Single by Mims featuring Rasheeda

from the album Music Is My Savior
- B-side: "Just Like That"
- Released: February 20, 2007
- Recorded: 2007
- Genre: Hip hop
- Length: 3:23
- Label: American King Music Capitol Records 3rd Street
- Songwriters: Mims, S. Schofield, D. Thomas, W.
- Producer: Blackout Movement

Mims singles chronology
| "This Is Why I'm Hot" (2007) | "Like This" (2007) | "Just Like That" (2007) |

Rasheeda singles chronology
| "Touch Ya Toes" (2006) | "Like This" (2007) | "Got That Good (My Bubble Gum)" (2007) |

= Like This (Mims song) =

"Like This" is the second single from Mims' debut album, Music Is My Savior. It features guest vocals from Disturbing tha Peace singer Rasheeda, while Jamaican deejay Junior Reid is featured in its accompanying music video.

The track uses string productions, sampler, and synthesizer.

==Remixes==
The 2 official remixes were released with both featuring different artists, except Rasheeda & Sean Kingston, who are featured in both of them.

The 1st official remix, the main remix, features Rasheeda, Sha Dirty, Sean Kingston, Red Cafe, and N.O.R.E., the remix being featured on Mims' mixtape More Than Meets the Eye. There are 2 additional versions of this remix: both featured Sean Kingston, the first remix featured Red Cafe, and the second remix featured N.O.R.E.

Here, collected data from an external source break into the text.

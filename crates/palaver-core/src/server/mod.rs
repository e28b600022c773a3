//! TCP server: accept loop, shared state and per-connection actors.
//!
//! ## Layout
//!
//! ```text
//!   Server ── accept ──► tokio task per socket
//!                          │
//!                          ├── ConnectionActor   (reads lines / frames)
//!                          └── ConnectionHandle  (serialized writes)
//!
//!   ServerContext (shared, Arc)
//!     ├── PresenceRegistry   username -> handle
//!     ├── RoomRegistry       room id  -> members
//!     ├── CallRouter         signal relay over presence
//!     └── stores             MessageStore, FileStore, UserDirectory
//! ```
//!
//! The registries are the only state shared between connections, and both
//! are sharded concurrent maps. Nothing holds a map guard across an await.

mod call_router;
mod connection;
mod handle;
mod presence;
mod rooms;
mod transfer;

pub use call_router::{CallRouter, RouteOutcome};
pub use connection::{ConnectionActor, MAX_LINE_LEN};
pub use handle::ConnectionHandle;
pub use presence::PresenceRegistry;
pub use rooms::RoomRegistry;
pub use transfer::{
    run_transfer, sanitize_filename, upload_path, Reassembler, TransferError, TransferKind,
    TransferPlan, MAX_TRANSFER_ID_LEN,
};

use crate::config::ServerConfig;
use crate::error::{Error, Result};
use crate::protocol::FrameCodec;
use crate::storage::{Database, FileStore, MessageStore, RoomDirectory, UserDirectory};
use std::fmt;
use std::net::SocketAddr;
use std::sync::Arc;
use std::time::Duration;
use tokio::net::{TcpListener, TcpStream};
use tracing::{debug, error, info, warn};

/// Everything a connection needs, built once and shared.
pub struct ServerContext {
    /// Limits and paths.
    pub config: ServerConfig,
    /// Frame codec bound to `config.max_frame_len`.
    pub codec: FrameCodec,
    /// Online users.
    pub presence: Arc<PresenceRegistry>,
    /// Room membership.
    pub rooms: RoomRegistry,
    /// Call signal relay.
    pub router: CallRouter,
    /// Message persistence.
    pub messages: Arc<dyn MessageStore>,
    /// Transfer payload records.
    pub files: Arc<dyn FileStore>,
    /// Account lookup.
    pub users: Arc<dyn UserDirectory>,
}

impl ServerContext {
    /// Wire up a context from individual collaborators.
    pub fn new(
        config: ServerConfig,
        messages: Arc<dyn MessageStore>,
        files: Arc<dyn FileStore>,
        users: Arc<dyn UserDirectory>,
        room_directory: Arc<dyn RoomDirectory>,
    ) -> Self {
        let presence = Arc::new(PresenceRegistry::new());
        Self {
            codec: FrameCodec::new(config.max_frame_len),
            router: CallRouter::new(Arc::clone(&presence)),
            rooms: RoomRegistry::new(room_directory),
            presence,
            messages,
            files,
            users,
            config,
        }
    }

    /// Use one database for every collaborator.
    pub fn with_database(config: ServerConfig, db: Database) -> Self {
        let db = Arc::new(db);
        Self::new(
            config,
            Arc::clone(&db) as Arc<dyn MessageStore>,
            Arc::clone(&db) as Arc<dyn FileStore>,
            Arc::clone(&db) as Arc<dyn UserDirectory>,
            db,
        )
    }
}

impl fmt::Debug for ServerContext {
    fn fmt(&self, f: &mut fmt::Formatter<'_>) -> fmt::Result {
        f.debug_struct("ServerContext")
            .field("config", &self.config)
            .field("online", &self.presence.len())
            .field("rooms", &self.rooms)
            .finish_non_exhaustive()
    }
}

/// Bound listener plus the context every accepted connection shares.
pub struct Server {
    listener: TcpListener,
    ctx: Arc<ServerContext>,
}

impl Server {
    /// Bind to `ctx.config.listen`.
    pub async fn bind(ctx: ServerContext) -> Result<Self> {
        let listener = TcpListener::bind(&ctx.config.listen).await?;
        Ok(Self {
            listener,
            ctx: Arc::new(ctx),
        })
    }

    /// Address actually bound, useful when listening on port 0.
    pub fn local_addr(&self) -> Result<SocketAddr> {
        Ok(self.listener.local_addr()?)
    }

    /// Shared context.
    pub fn context(&self) -> Arc<ServerContext> {
        Arc::clone(&self.ctx)
    }

    /// Accept connections forever, one task each.
    pub async fn run(self) -> Result<()> {
        info!(address = %self.local_addr()?, "Listening for connections");

        loop {
            match self.listener.accept().await {
                Ok((stream, addr)) => {
                    let ctx = Arc::clone(&self.ctx);
                    tokio::spawn(async move {
                        serve_connection(ctx, stream, addr).await;
                    });
                }
                Err(e) => {
                    error!(error = %e, "Accept failed");
                    tokio::time::sleep(Duration::from_millis(100)).await;
                }
            }
        }
    }
}

async fn serve_connection(ctx: Arc<ServerContext>, stream: TcpStream, addr: SocketAddr) {
    debug!(?addr, "New connection");
    if let Err(e) = stream.set_nodelay(true) {
        debug!(?addr, error = %e, "Could not set TCP_NODELAY");
    }

    let (read_half, write_half) = stream.into_split();
    let handle = ConnectionHandle::new(write_half, Some(addr));
    let conn_id = handle.id();

    match ConnectionActor::new(ctx, read_half, handle).run().await {
        Ok(()) => debug!(?addr, conn = conn_id, "Connection closed"),
        Err(e @ Error::Framing(_)) => {
            warn!(?addr, conn = conn_id, error = %e, "Connection dropped on framing error")
        }
        Err(e) if e.is_fatal() => debug!(?addr, conn = conn_id, error = %e, "Connection ended"),
        Err(e) => warn!(?addr, conn = conn_id, error = %e, "Connection ended on unexpected error"),
    }
}
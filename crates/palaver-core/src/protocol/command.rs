//! Text command protocol: parsing inbound lines and rendering outbound ones.
//!
//! One command per line. The verb is case-insensitive; arguments are
//! whitespace-delimited except for trailing free text (`MSG`, `DM`, `ROOM`),
//! which runs to the end of the line.

use super::frame::Frame;
use super::types::{FrameType, SignalBody};
use base64::{engine::general_purpose::STANDARD as BASE64, Engine as _};
use thiserror::Error;
use zeroize::Zeroizing;

/// Login accepted.
pub const OK_LOGIN: &str = "OK LOGIN";
/// Broadcast fanned out.
pub const OK_SENT: &str = "OK SENT";
/// Direct message delivered live.
pub const OK_DM: &str = "OK DM";
/// Direct message stored for later delivery.
pub const OK_QUEUED: &str = "OK QUEUED";
/// History listing complete.
pub const OK_HISTORY: &str = "OK HISTORY";
/// File transfer stored.
pub const OK_FILE_SAVED: &str = "OK FILE_SAVED";
/// Audio transfer stored.
pub const OK_AUDIO_SAVED: &str = "OK AUDIO_SAVED";
/// Call signal relayed.
pub const OK_CALL: &str = "OK CALL";
/// Room message fanned out.
pub const OK_ROOM: &str = "OK ROOM";
/// Reply to QUIT.
pub const BYE: &str = "BYE";

/// Longest accepted username.
pub const MAX_NAME_LEN: usize = 32;

/// A parsed client command.
#[derive(Debug, Clone, PartialEq, Eq)]
pub enum Command {
    /// `LOGIN <name> [<password>]`
    Login {
        /// Requested username.
        name: String,
        /// Optional password.
        password: Option<Zeroizing<String>>,
    },
    /// `MSG <text>`
    Msg {
        /// Broadcast text.
        text: String,
    },
    /// `DM <to> <text>`
    Dm {
        /// Target username.
        to: String,
        /// Message text.
        text: String,
    },
    /// `HISTORY <peer> [<limit>]`
    History {
        /// Other party of the conversation.
        peer: String,
        /// Requested row count.
        limit: Option<usize>,
    },
    /// `WHO`
    Who,
    /// `QUIT`
    Quit,
    /// `SEND_FILE`
    SendFile,
    /// `SEND_AUDIO`
    SendAudio,
    /// `CALL_<VERB> <to> <callId> [<base64payload>]`
    Call {
        /// Signaling type.
        kind: FrameType,
        /// Callee (or caller, for replies).
        to: String,
        /// Call identifier.
        call_id: String,
        /// Base64 session material, for OFFER/ANSWER/ICE.
        payload: Option<String>,
    },
    /// `JOIN <room>`
    Join {
        /// Room name.
        room: String,
    },
    /// `LEAVE <room>`
    Leave {
        /// Room name.
        room: String,
    },
    /// `ROOM <room> <text>`
    Room {
        /// Room name.
        room: String,
        /// Message text.
        text: String,
    },
    /// `MEMBERS <room>`
    Members {
        /// Room name.
        room: String,
    },
}

/// Why a line could not be turned into a command.
#[derive(Debug, Clone, PartialEq, Eq, Error)]
pub enum CommandError {
    /// Blank line.
    #[error("empty command")]
    Empty,
    /// Verb not recognised.
    #[error("unknown command: {0}")]
    Unknown(String),
    /// Verb recognised, arguments malformed. Carries the `ERR` reason.
    #[error("bad arguments for {0}")]
    Usage(&'static str),
}

impl CommandError {
    /// Reason token for the `ERR <REASON>` reply.
    pub fn reason(&self) -> &'static str {
        match self {
            CommandError::Empty => "EMPTY",
            CommandError::Unknown(_) => "UNKNOWN_COMMAND",
            CommandError::Usage(reason) => reason,
        }
    }
}

/// Split off the first whitespace-delimited token.
fn next_token(s: &str) -> Option<(&str, &str)> {
    let s = s.trim_start();
    if s.is_empty() {
        return None;
    }
    match s.find(char::is_whitespace) {
        Some(idx) => Some((&s[..idx], &s[idx..])),
        None => Some((s, "")),
    }
}

/// Trailing free text with the separator removed.
fn free_text(rest: &str) -> &str {
    rest.trim_start().trim_end_matches(['\r', '\n'])
}

/// Whether a username is acceptable.
pub fn is_valid_name(name: &str) -> bool {
    !name.is_empty()
        && name.len() <= MAX_NAME_LEN
        && name
            .chars()
            .all(|c| c.is_ascii_alphanumeric() || matches!(c, '_' | '.' | '-'))
}

/// Parse one command line.
pub fn parse_command(line: &str) -> Result<Command, CommandError> {
    let (verb, rest) = next_token(line).ok_or(CommandError::Empty)?;
    let upper = verb.to_ascii_uppercase();

    match upper.as_str() {
        "LOGIN" => {
            let (name, rest) = next_token(rest).ok_or(CommandError::Usage("LOGIN"))?;
            let password = next_token(rest).map(|(pw, _)| Zeroizing::new(pw.to_string()));
            Ok(Command::Login {
                name: name.to_string(),
                password,
            })
        }
        "MSG" => {
            let text = free_text(rest);
            if text.is_empty() {
                return Err(CommandError::Usage("EMPTY"));
            }
            Ok(Command::Msg {
                text: text.to_string(),
            })
        }
        "DM" => {
            let (to, rest) = next_token(rest).ok_or(CommandError::Usage("DM"))?;
            let text = free_text(rest);
            if text.is_empty() {
                return Err(CommandError::Usage("DM"));
            }
            Ok(Command::Dm {
                to: to.to_string(),
                text: text.to_string(),
            })
        }
        "HISTORY" => {
            let (peer, rest) = next_token(rest).ok_or(CommandError::Usage("HISTORY"))?;
            let limit = match next_token(rest) {
                Some((raw, _)) => Some(
                    raw.parse::<usize>()
                        .map_err(|_| CommandError::Usage("HISTORY"))?,
                ),
                None => None,
            };
            Ok(Command::History {
                peer: peer.to_string(),
                limit,
            })
        }
        "WHO" => Ok(Command::Who),
        "QUIT" => Ok(Command::Quit),
        "SEND_FILE" => Ok(Command::SendFile),
        "SEND_AUDIO" => Ok(Command::SendAudio),
        "JOIN" | "LEAVE" | "MEMBERS" => {
            let (room, _) = next_token(rest).ok_or(CommandError::Usage("ROOM"))?;
            let room = room.to_string();
            Ok(match upper.as_str() {
                "JOIN" => Command::Join { room },
                "LEAVE" => Command::Leave { room },
                _ => Command::Members { room },
            })
        }
        "ROOM" => {
            let (room, rest) = next_token(rest).ok_or(CommandError::Usage("ROOM"))?;
            let text = free_text(rest);
            if text.is_empty() {
                return Err(CommandError::Usage("ROOM"));
            }
            Ok(Command::Room {
                room: room.to_string(),
                text: text.to_string(),
            })
        }
        _ if upper.starts_with("CALL_") => parse_call(&upper, rest),
        _ => Err(CommandError::Unknown(verb.to_string())),
    }
}

fn parse_call(verb: &str, rest: &str) -> Result<Command, CommandError> {
    let kind = FrameType::from_call_verb(verb).ok_or_else(|| CommandError::Unknown(verb.to_string()))?;
    let (to, rest) = next_token(rest).ok_or(CommandError::Usage("CALL"))?;
    let (call_id, rest) = next_token(rest).ok_or(CommandError::Usage("CALL"))?;
    let payload = next_token(rest).map(|(p, _)| p.to_string());

    if kind.carries_session_payload() {
        match &payload {
            Some(p) if BASE64.decode(p).is_ok() => {}
            _ => return Err(CommandError::Usage("BAD_PAYLOAD")),
        }
    }

    Ok(Command::Call {
        kind,
        to: to.to_string(),
        call_id: call_id.to_string(),
        payload,
    })
}

/// `ERR <REASON>` line.
pub fn err_line(reason: &str) -> String {
    format!("ERR {}", reason)
}

/// Extract the call id a signaling frame refers to.
///
/// OFFER/ANSWER/ICE carry it inside their JSON body; the other call types
/// carry it as the whole body.
pub fn call_id_of(frame: &Frame) -> String {
    if frame.frame_type.carries_session_payload() {
        if let Ok(signal) = SignalBody::from_body(&frame.body) {
            return signal.call_id;
        }
    }
    frame.body.clone()
}

/// Render a frame pushed to a client as the text line it receives.
pub fn render_push(frame: &Frame) -> String {
    match frame.frame_type {
        FrameType::Dm => format!("[DM] {}: {}", frame.sender, frame.body),
        FrameType::FileEvt => format!(
            "[FILE] from {} -> {} : {}",
            frame.sender, frame.recipient, frame.body
        ),
        FrameType::AudioEvt => format!(
            "[AUDIO] from {} -> {} : {}",
            frame.sender, frame.recipient, frame.body
        ),
        FrameType::RoomMsg => format!("[ROOM {}] {}: {}", frame.recipient, frame.sender, frame.body),
        ft if ft.carries_session_payload() => match SignalBody::from_body(&frame.body) {
            Ok(signal) => format!("{} {} {} {}", ft, frame.sender, signal.call_id, signal.payload),
            Err(_) => format!("{} {} {}", ft, frame.sender, frame.body),
        },
        ft if ft.is_call_signal() => format!("{} {} {}", ft, frame.sender, frame.body),
        ft => format!("[{}] {}: {}", ft, frame.sender, frame.body),
    }
}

The second official remix entitled as the "Reggae Remix," features Rasheeda, Sean Kingston, Mr. Vegas, and Vybz Kartel.

==Charts==

Chart performance for "Like This"
| Chart (2007) | Peak position |
|---|---|
| Scotland Singles (OCC) | 59 |
| UK Singles (OCC) | 82 |
| UK Hip Hop/R&B (OCC) | 10 |
| US Billboard Hot 100 | 32 |
| US Hot R&B/Hip-Hop Songs (Billboard) | 54 |
| US Hot Rap Songs (Billboard) | 11 |
| US Pop Airplay (Billboard) | 24 |
| US Pop 100 (Billboard) | 38 |
| US Rhythmic Airplay (Billboard) | 10 |

==Certifications==

Certifications for "Like This"
| Region | Certification | Certified units/sales |
| United States (RIAA) | Gold | 500,000^{^} |
^{^} Shipments figures based on certification alone.